Science, the largest religion of the twentieth century, had become somewhat tarnished by images of exploding space shuttles, crack babies, and a generation of complacent Americans who had allowed the television to raise their children. People were looking for something – I just think they didn’t know what. (pp 3-4)
Sociologists, historians, philosophers, and psychologists describe our current period in history as a disenchanted time. As Charles Taylor describes in A Secular Age, the West spent the past few centuries shifting from a view of the world in which the line between nature and supernature is porous, to one in which the natural world is strongly buffered against any impingement of supernatural factors (e.g., the deists’ idea of God as having wound up the universe like a clock and then having just stepped back to watch the gears turn), and the human self is similarly strongly buffered. I certainly do not have the time or space here to go into all the ins and outs of Taylor’s argument (I was in a book group that read A Secular Age, and it took a room full of professors two years to talk through it), but one side-effect of this historical process was that our ideas about meaning went from seeing the entire universe as charged with meaning to seeing meaning as something that we have to find inside ourselves. The problem with that is that it has not worked. When the meaning of my life is nothing more than whatever I feel like it is, meaning becomes flimsy and weak. Psychologically, mere authenticity is not a load-bearing structure. The great psychiatrist Viktor Frankl called it the “existential vacuum”: a sense of emptiness and meaninglessness that he saw as the biggest source of emotional turmoil of the past hundred years. Rising rates of depression, anxiety, substance abuse, and suicide point to the truth of Frankl’s diagnosis. I work with some of these ideas in my own scholarship, arguing that psychologists themselves can be caught in the unspoken assumption that there is nothing more to life than one’s own subjective gratification, potentially doing more harm than good with some of their clients.

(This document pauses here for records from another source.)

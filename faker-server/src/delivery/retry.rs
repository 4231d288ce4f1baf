//! 重试队列与退避策略
//!
//! 下游失败的小票进入有界队列，由单个重试工作者按各自的退避时间重新处理。
//! 退避从 seed 开始每次失败翻倍，封顶 cap；在封顶延迟下再次失败则丢弃。

use std::sync::Arc;
use std::sync::atomic::{AtomicUsize, Ordering};
use std::time::Duration;
use thiserror::Error;
use tokio::sync::mpsc;
use tokio::time::Instant;

use crate::orders::DeliveryProgress;
use crate::receipt::Receipt;

#[derive(Debug, Error, PartialEq, Eq)]
pub enum EnqueueError {
    #[error("retry queue is full ({0} items)")]
    Full(usize),

    #[error("retry queue is closed")]
    Closed,
}

/// 指数退避: `min(seed * 2^attempt, cap)`
#[derive(Debug, Clone, Copy, PartialEq, Eq)]
pub struct RetryPolicy {
    pub seed: Duration,
    pub cap: Duration,
}

impl RetryPolicy {
    pub fn new(seed: Duration, cap: Duration) -> Self {
        Self {
            seed,
            cap: cap.max(seed),
        }
    }

    /// 第 `attempt` 次重试前的等待时间 (从 0 开始)
    pub fn delay_for(&self, attempt: u32) -> Duration {
        let factor = 1u32.checked_shl(attempt).unwrap_or(u32::MAX);
        self.seed.saturating_mul(factor).min(self.cap)
    }

    /// 新的重试项，等待 seed 之后可以处理
    pub fn first_item(&self, receipt: Receipt, progress: DeliveryProgress) -> RetryItem {
        RetryItem {
            receipt,
            progress,
            attempts: 0,
            delay: self.seed,
            next_eligible: Instant::now() + self.seed,
        }
    }

    /// 记录一次失败的重试
    ///
    /// 等待时间已经达到 cap 的重试再次失败时丢弃。
    pub fn record_failure(&self, item: &mut RetryItem) -> RetryDecision {
        if item.delay >= self.cap {
            return RetryDecision::Drop;
        }
        item.attempts += 1;
        item.delay = self.delay_for(item.attempts);
        // 下次可处理时间只增不减
        item.next_eligible = item.next_eligible.max(Instant::now() + item.delay);
        RetryDecision::Requeue
    }
}

#[derive(Debug, Clone, Copy, PartialEq, Eq)]
pub enum RetryDecision {
    Requeue,
    Drop,
}

#[derive(Debug, Clone)]
pub struct RetryItem {
    pub receipt: Receipt,
    /// 已成功的下游写入，重试时跳过
    pub progress: DeliveryProgress,
    /// 已失败的重试次数
    pub attempts: u32,
    /// 本轮等待时间
    pub delay: Duration,
    pub next_eligible: Instant,
}

/// 重试队列的发送端
///
/// 容量按未完成的条目计算: 包括通道里和工作者手上等待的条目。
#[derive(Debug, Clone)]
pub struct RetryQueue {
    tx: mpsc::Sender<RetryItem>,
    policy: RetryPolicy,
    capacity: usize,
    outstanding: Arc<AtomicUsize>,
}

/// 重试队列的接收端，由重试工作者持有
#[derive(Debug)]
pub struct RetryReceiver {
    rx: mpsc::Receiver<RetryItem>,
    policy: RetryPolicy,
    outstanding: Arc<AtomicUsize>,
}

impl RetryQueue {
    pub fn new(capacity: usize, policy: RetryPolicy) -> (Self, RetryReceiver) {
        let capacity = capacity.max(1);
        let (tx, rx) = mpsc::channel(capacity);
        let outstanding = Arc::new(AtomicUsize::new(0));
        (
            Self {
                tx,
                policy,
                capacity,
                outstanding: outstanding.clone(),
            },
            RetryReceiver {
                rx,
                policy,
                outstanding,
            },
        )
    }

    /// 放入重试队列，队列满时立即拒绝
    pub fn try_enqueue(
        &self,
        receipt: Receipt,
        progress: DeliveryProgress,
    ) -> Result<(), EnqueueError> {
        let reserved = self
            .outstanding
            .fetch_update(Ordering::SeqCst, Ordering::SeqCst, |n| {
                (n < self.capacity).then_some(n + 1)
            })
            .is_ok();
        if !reserved {
            return Err(EnqueueError::Full(self.capacity));
        }

        self.tx
            .try_send(self.policy.first_item(receipt, progress))
            .map_err(|e| {
                self.outstanding.fetch_sub(1, Ordering::SeqCst);
                match e {
                    mpsc::error::TrySendError::Full(_) => EnqueueError::Full(self.capacity),
                    mpsc::error::TrySendError::Closed(_) => EnqueueError::Closed,
                }
            })
    }

    /// 未完成的条目数
    pub fn len(&self) -> usize {
        self.outstanding.load(Ordering::SeqCst)
    }

    pub fn is_empty(&self) -> bool {
        self.len() == 0
    }

    pub fn capacity(&self) -> usize {
        self.capacity
    }

    pub fn policy(&self) -> RetryPolicy {
        self.policy
    }
}

impl RetryReceiver {
    pub async fn recv(&mut self) -> Option<RetryItem> {
        self.rx.recv().await
    }

    pub fn policy(&self) -> RetryPolicy {
        self.policy
    }

    /// 条目处理完毕 (成功或丢弃)，释放容量
    pub fn finish(&self) {
        let _ = self
            .outstanding
            .fetch_update(Ordering::SeqCst, Ordering::SeqCst, |n| n.checked_sub(1));
    }
}

#[cfg(test)]
mod tests {
    use super::*;

    fn policy() -> RetryPolicy {
        RetryPolicy::new(Duration::from_secs(5), Duration::from_secs(300))
    }

    fn receipt() -> Receipt {
        Receipt::new("1".into(), "t".into(), "x".into(), vec![], "s".into())
    }

    fn enqueue(queue: &RetryQueue) -> Result<(), EnqueueError> {
        queue.try_enqueue(receipt(), DeliveryProgress::default())
    }

    #[test]
    fn test_delay_sequence_is_capped() {
        let delays: Vec<u64> = (0..9).map(|k| policy().delay_for(k).as_secs()).collect();
        assert_eq!(delays, vec![5, 10, 20, 40, 80, 160, 300, 300, 300]);
        assert_eq!(policy().delay_for(64), Duration::from_secs(300));
    }

    #[test]
    fn test_dropped_after_failing_at_cap() {
        let policy = policy();
        let mut item = policy.first_item(receipt(), DeliveryProgress::default());
        let mut waits = vec![item.delay.as_secs()];
        let mut last_eligible = item.next_eligible;

        while policy.record_failure(&mut item) == RetryDecision::Requeue {
            assert!(item.next_eligible >= last_eligible);
            last_eligible = item.next_eligible;
            waits.push(item.delay.as_secs());
        }
        assert_eq!(waits, vec![5, 10, 20, 40, 80, 160, 300]);
        assert_eq!(item.attempts, 6);
    }

    #[tokio::test]
    async fn test_queue_full_is_rejected() {
        let (queue, mut receiver) = RetryQueue::new(2, policy());
        enqueue(&queue).unwrap();
        enqueue(&queue).unwrap();
        assert_eq!(enqueue(&queue), Err(EnqueueError::Full(2)));

        // 取出后仍未完成，容量不释放
        let item = receiver.recv().await.unwrap();
        assert_eq!(item.attempts, 0);
        assert_eq!(enqueue(&queue), Err(EnqueueError::Full(2)));

        receiver.finish();
        assert!(enqueue(&queue).is_ok());
        assert_eq!(queue.len(), 2);
    }

    #[tokio::test]
    async fn test_closed_queue() {
        let (queue, receiver) = RetryQueue::new(2, policy());
        drop(receiver);
        assert_eq!(enqueue(&queue), Err(EnqueueError::Closed));
        assert!(queue.is_empty());
    }
}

The human heart rebels against the idea that life is just a pointless movement of chemicals. And so even those who have turned their backs on traditional ideas about spirituality scramble to find re-enchantment somewhere. Anywhere. People seek a meaning-charged existence through politics, consumerism, arguing on the internet… anything to convince ourselves that we are valuable members of a meaningful universe. Whether he was intentionally tapping into the existential vacuum or not, Jim Butcher employs the emptiness of disenchantment as an explanation for why people in the early twenty-first century might be more open to the idea of magic in a world that has banished and ridiculed magic.
Whether or not you are on board with my Charles Taylor connection, fans are in general agreement that Storm Front still holds up as an urban fantasy mystery adventure. Twenty-five years and seventeen books later, the Dresden Files remains THE urban fantasy series.